AMA SA has secured a win for anaesthetists. For the past 18 months, we’ve been working with ReturnToWorkSA (RTWSA) to help them understand that their anaesthetic fees have fallen well behind the pace of inflation. And now, they’ve heard us.

As a direct result of our advocacy and advice, RTWSA is proposing to increase most of its anaesthetic fees by 85%.

Please read the updated fee schedule below. There’s also an opportunity to provide your feedback through AMA SA. 

Email feedback to AMA SA 

AMA SA is campaigning to bring all RTWSA fees into line with the rates published in the AMA Fees List. An 85% increase to anaesthetic fees falls a little short of our goal, but represents a significant step in the right direction. Our work doesn’t stop here.

AMA SA works strategically with a range of stakeholders to influence the policies and decisions that affect all of our members.

Being a part of AMA SA ensures you have a seat at the table with groups like RTWSA.


ReturnToWorkSA is seeking to gazette fees for medical services for 2025-26, effective 1 July 2025.

The Return to Work Act 2014 (the Act) requires ReturnToWorkSA to consult with stakeholders prior to a fee schedule being published. This paper describes the proposed changes and fee calculation methodology and forms part of the formal consultation process. We invite your feedback throughout the formal consultation period, which will be for 5-weeks commencing Monday 24 February 2025.

ReturnToWorkSA will consider all feedback received before finalizing fees for 2025-26.
Please provide your feedback to providers@rtwsa.com by close of business Friday 28 March 2025.

 

Fee calculation methodology

The Return to Work Act 2014 requires ReturnToWorkSA to set fees based on the average charge to private patients for the relevant service. The amount fixed for the service must not exceed the amount recommended by the relevant professional association.

ReturnToWorkSA obtains data from Medicare Australia and the Private Hospital Data Bureau (PHDB) to calculate the average private charge for the relevant service, except for public hospitals and other non-gazetted services (such as remedial massage and aquatic & gymnasium facilities). The Medicare data includes both the Medicare scheduled fee and the actual charge raised by providers across Australia for the service (i.e. the gap charged in addition to the Medicare scheduled fee).

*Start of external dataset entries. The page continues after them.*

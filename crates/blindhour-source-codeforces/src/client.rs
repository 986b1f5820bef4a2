use std::time::Duration;

use async_trait::async_trait;
use reqwest::{Client, StatusCode};
use serde::de::DeserializeOwned;

use blindhour_core::types::{ContestId, StandingsData, Submission};
use blindhour_core::{SourceError, StandingsSource, SubmissionSource};

use crate::retry::{AttemptError, RetryPolicy, run_with_retry};
use crate::wire::{Envelope, StandingsPage, WireSubmission, assemble_standings};

pub const DEFAULT_BASE_URL: &str = "https://codeforces.com/api";
const STANDINGS_PAGE_SIZE: usize = 500;
const SUBMISSIONS_PAGE_SIZE: usize = 10_000;
const PAGE_PAUSE: Duration = Duration::from_millis(500);
const REQUEST_TIMEOUT: Duration = Duration::from_secs(30);

/// Codeforces API client.
///
/// Pages through `contest.standings` (official rows only) and
/// `contest.status` until a short page, and returns complete data or an
/// error. Each page request is retried independently.
#[derive(Debug, Clone)]
pub struct CodeforcesClient {
    http: Client,
    base_url: String,
    retry: RetryPolicy,
    page_pause: Duration,
    standings_page_size: usize,
    submissions_page_size: usize,
}

impl Default for CodeforcesClient {
    fn default() -> Self {
        Self::new()
    }
}

impl CodeforcesClient {
    pub fn new() -> Self {
        let http = Client::builder()
            .timeout(REQUEST_TIMEOUT)
            .build()
            .unwrap_or_else(|_| Client::new());
        Self {
            http,
            base_url: DEFAULT_BASE_URL.to_string(),
            retry: RetryPolicy::default(),
            page_pause: PAGE_PAUSE,
            standings_page_size: STANDINGS_PAGE_SIZE,
            submissions_page_size: SUBMISSIONS_PAGE_SIZE,
        }
    }

    pub fn with_base_url(mut self, base_url: impl Into<String>) -> Self {
        self.base_url = base_url.into().trim_end_matches('/').to_string();
        self
    }

    pub fn with_retry(mut self, retry: RetryPolicy) -> Self {
        self.retry = retry;
        self
    }

    pub fn with_page_pause(mut self, pause: Duration) -> Self {
        self.page_pause = pause;
        self
    }

    pub fn with_page_sizes(mut self, standings: usize, submissions: usize) -> Self {
        self.standings_page_size = standings.max(1);
        self.submissions_page_size = submissions.max(1);
        self
    }

    pub fn base_url(&self) -> &str {
        &self.base_url
    }

    /// One API call, retried per policy. `status != "OK"` is terminal.
    async fn call<T: DeserializeOwned>(
        &self,
        method: &str,
        query: &[(&str, String)],
    ) -> Result<T, SourceError> {
        let url = format!("{}/{}", self.base_url, method);
        let url = url.as_str();
        run_with_retry(&self.retry, move |attempt| async move {
            tracing::debug!(method, attempt, "codeforces request");
            self.attempt(url, query).await
        })
        .await
    }

    async fn attempt<T: DeserializeOwned>(
        &self,
        url: &str,
        query: &[(&str, String)],
    ) -> Result<T, AttemptError> {
        let response = self
            .http
            .get(url)
            .query(query)
            .send()
            .await
            .map_err(|e| AttemptError::Retryable(e.to_string()))?;
        let status = response.status();
        let body = response
            .text()
            .await
            .map_err(|e| AttemptError::Retryable(e.to_string()))?;

        match (serde_json::from_str::<Envelope<T>>(&body), is_retryable(status)) {
            (Ok(Envelope::Ok { result }), _) => Ok(result),
            (Ok(Envelope::Failed { comment }), false) => {
                Err(AttemptError::Terminal(SourceError::Rejected(comment)))
            }
            (_, true) => Err(AttemptError::Retryable(format!("HTTP {status}"))),
            (Err(e), false) if status.is_success() => {
                Err(AttemptError::Terminal(SourceError::Malformed(e.to_string())))
            }
            (Err(_), false) => Err(AttemptError::Terminal(SourceError::Rejected(format!(
                "HTTP {status}"
            )))),
        }
    }

    async fn pause_between_pages(&self) {
        if !self.page_pause.is_zero() {
            tokio::time::sleep(self.page_pause).await;
        }
    }
}

fn is_retryable(status: StatusCode) -> bool {
    status.is_server_error() || status == StatusCode::TOO_MANY_REQUESTS
}

#[async_trait]
impl StandingsSource for CodeforcesClient {
    async fn fetch_standings(&self, contest_id: ContestId) -> Result<StandingsData, SourceError> {
        let page_size = self.standings_page_size;
        let mut from = 1;
        let mut header = None;
        let mut rows = Vec::new();

        loop {
            let page: StandingsPage = self
                .call(
                    "contest.standings",
                    &[
                        ("contestId", contest_id.to_string()),
                        ("from", from.to_string()),
                        ("count", page_size.to_string()),
                        ("showUnofficial", "false".to_string()),
                    ],
                )
                .await?;
            let fetched = page.rows.len();
            tracing::debug!(contest_id, from, fetched, "standings page");
            if header.is_none() {
                header = Some((page.contest, page.problems));
            }
            rows.extend(page.rows);
            if fetched < page_size {
                break;
            }
            from += page_size;
            self.pause_between_pages().await;
        }

        let Some((contest, problems)) = header else {
            return Err(SourceError::Malformed("standings without contest header".into()));
        };
        tracing::info!(contest_id, rows = rows.len(), "standings fetched");
        Ok(assemble_standings(contest, problems, rows))
    }
}

#[async_trait]
impl SubmissionSource for CodeforcesClient {
    async fn fetch_submissions(
        &self,
        contest_id: ContestId,
    ) -> Result<Vec<Submission>, SourceError> {
        let page_size = self.submissions_page_size;
        let mut from = 1;
        let mut submissions = Vec::new();

        loop {
            let page: Vec<WireSubmission> = self
                .call(
                    "contest.status",
                    &[
                        ("contestId", contest_id.to_string()),
                        ("from", from.to_string()),
                        ("count", page_size.to_string()),
                    ],
                )
                .await?;
            let fetched = page.len();
            tracing::debug!(contest_id, from, fetched, "submission page");
            submissions.extend(page.into_iter().map(Submission::from));
            if fetched < page_size {
                break;
            }
            from += page_size;
            self.pause_between_pages().await;
        }

        tracing::info!(contest_id, submissions = submissions.len(), "submissions fetched");
        Ok(submissions)
    }
}
//! ICPC scoring rules shared by replay, reconstruction, and simulation.

use std::cmp::Reverse;

use crate::types::Submission;

/// Minutes added per counted rejection before the accepted solve.
pub const WA_PENALTY_MINUTES: u64 = 20;

/// Penalty minutes for one solved problem.
pub fn solve_penalty(solve_time_seconds: u64, rejected_before: u32) -> u64 {
    solve_time_seconds / 60 + WA_PENALTY_MINUTES * u64::from(rejected_before)
}

/// Running state of one (contestant, problem) pair.
#[derive(Debug, Clone, Copy, Default, PartialEq, Eq)]
pub(crate) struct ProblemState {
    pub solved: bool,
    pub time: u64,
    /// Counted rejections. Frozen once the pair is solved.
    pub rejected: u32,
}

impl ProblemState {
    /// Fold one admitted submission into the pair. First accepted solve wins.
    pub fn apply(&mut self, sub: &Submission) {
        if self.solved {
            return;
        }
        if sub.verdict.is_accepted() {
            self.solved = true;
            self.time = sub.relative_time_seconds;
        } else if sub.verdict.is_counted_rejection() && sub.passed_any_test() {
            self.rejected += 1;
        }
    }

    pub fn penalty(&self) -> u64 {
        if self.solved {
            solve_penalty(self.time, self.rejected)
        } else {
            0
        }
    }
}

/// Stable sort by solved count (desc) then penalty (asc), then hand out
/// ranks 1..=N. Ties keep input order and still get distinct ranks.
pub(crate) fn rank_in_place<T>(
    items: &mut [T],
    key: impl Fn(&T) -> (u32, u64),
    mut assign: impl FnMut(&mut T, u32),
) {
    items.sort_by_key(|item| {
        let (solved, penalty) = key(item);
        (Reverse(solved), penalty)
    });
    for (position, item) in items.iter_mut().enumerate() {
        let rank = u32::try_from(position + 1).unwrap_or(u32::MAX);
        assign(item, rank);
    }
}
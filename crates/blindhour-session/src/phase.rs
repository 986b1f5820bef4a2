//! Session lifecycle: pure transition table, no IO.

use serde::{Deserialize, Serialize};
use std::fmt;

use crate::error::SessionError;

#[derive(Debug, Default, Clone, Copy, PartialEq, Eq, Hash, Serialize, Deserialize)]
#[serde(rename_all = "lowercase")]
pub enum Phase {
    #[default]
    Setup,
    Live,
    Frozen,
    Reveal,
    /// Simulated clock ran out. Reads behave as `Frozen`.
    Ended,
}

impl Phase {
    pub fn as_str(self) -> &'static str {
        match self {
            Self::Setup => "setup",
            Self::Live => "live",
            Self::Frozen => "frozen",
            Self::Reveal => "reveal",
            Self::Ended => "ended",
        }
    }

    /// Phases that show a standings board.
    pub fn shows_standings(self) -> bool {
        matches!(self, Self::Live | Self::Frozen | Self::Ended)
    }

    pub fn apply(self, transition: Transition) -> Result<Phase, SessionError> {
        use Transition::*;
        let next = match (self, transition) {
            (_, Reset) => Phase::Setup,
            // Starting over is allowed from anywhere; the caller resets first.
            (_, Start) => Phase::Live,
            (Phase::Live, Freeze | AutoFreeze) => Phase::Frozen,
            (Phase::Live | Phase::Frozen, Finish) => Phase::Ended,
            (Phase::Live | Phase::Frozen | Phase::Ended, Reveal) => Phase::Reveal,
            (from, t) => {
                return Err(SessionError::InvalidTransition {
                    from,
                    to: t.target(),
                });
            }
        };
        Ok(next)
    }
}

impl fmt::Display for Phase {
    fn fmt(&self, f: &mut fmt::Formatter<'_>) -> fmt::Result {
        f.write_str(self.as_str())
    }
}

#[derive(Debug, Clone, Copy, PartialEq, Eq)]
pub enum Transition {
    Start,
    Freeze,
    /// Source reported the contest over, or the simulated clock passed the freeze.
    AutoFreeze,
    Finish,
    Reveal,
    Reset,
}

impl Transition {
    pub fn target(self) -> Phase {
        match self {
            Self::Start => Phase::Live,
            Self::Freeze | Self::AutoFreeze => Phase::Frozen,
            Self::Finish => Phase::Ended,
            Self::Reveal => Phase::Reveal,
            Self::Reset => Phase::Setup,
        }
    }
}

This enables ReturnToWorkSA to:

  • derive an hourly rate/actual charge for services/items,
  • compare year-to-year charges to determine the change in average private charge, and
  • determine the percentage difference between ReturnToWorkSA fees and the average private charge.

Fees are then adjusted relative to these benchmarks.

 

Medical Practitioner attendance fees

ReturnToWorkSA has agreed to increase General Practitioner and Specialist attendance fees to the published Australian Medical Association (AMA) rates.
The following table illustrates the change in Average Private Charge (APC), ReturnToWorkSA’s fees compared to the average private charge and Medicare fees, and the proposed changes to ReturnToWorkSA medical fees for 2025-26:

RTWSA

In addition, ReturnToWorkSA may review the Medical 1B, Permanent Impairment Assessment Services and Independent Medical Examiner fee schedules and policies to ensure terminology is clear and accurate.

 

Dental Independent Medical Examiner fees

Dental Independent Medical Examinations are not currently provided for in the Independent Medical Examiner Services Fee Schedule. ReturnToWorkSA is proposing to introduce a dental IME fee for general and specialist dentists, as outlined in table 1.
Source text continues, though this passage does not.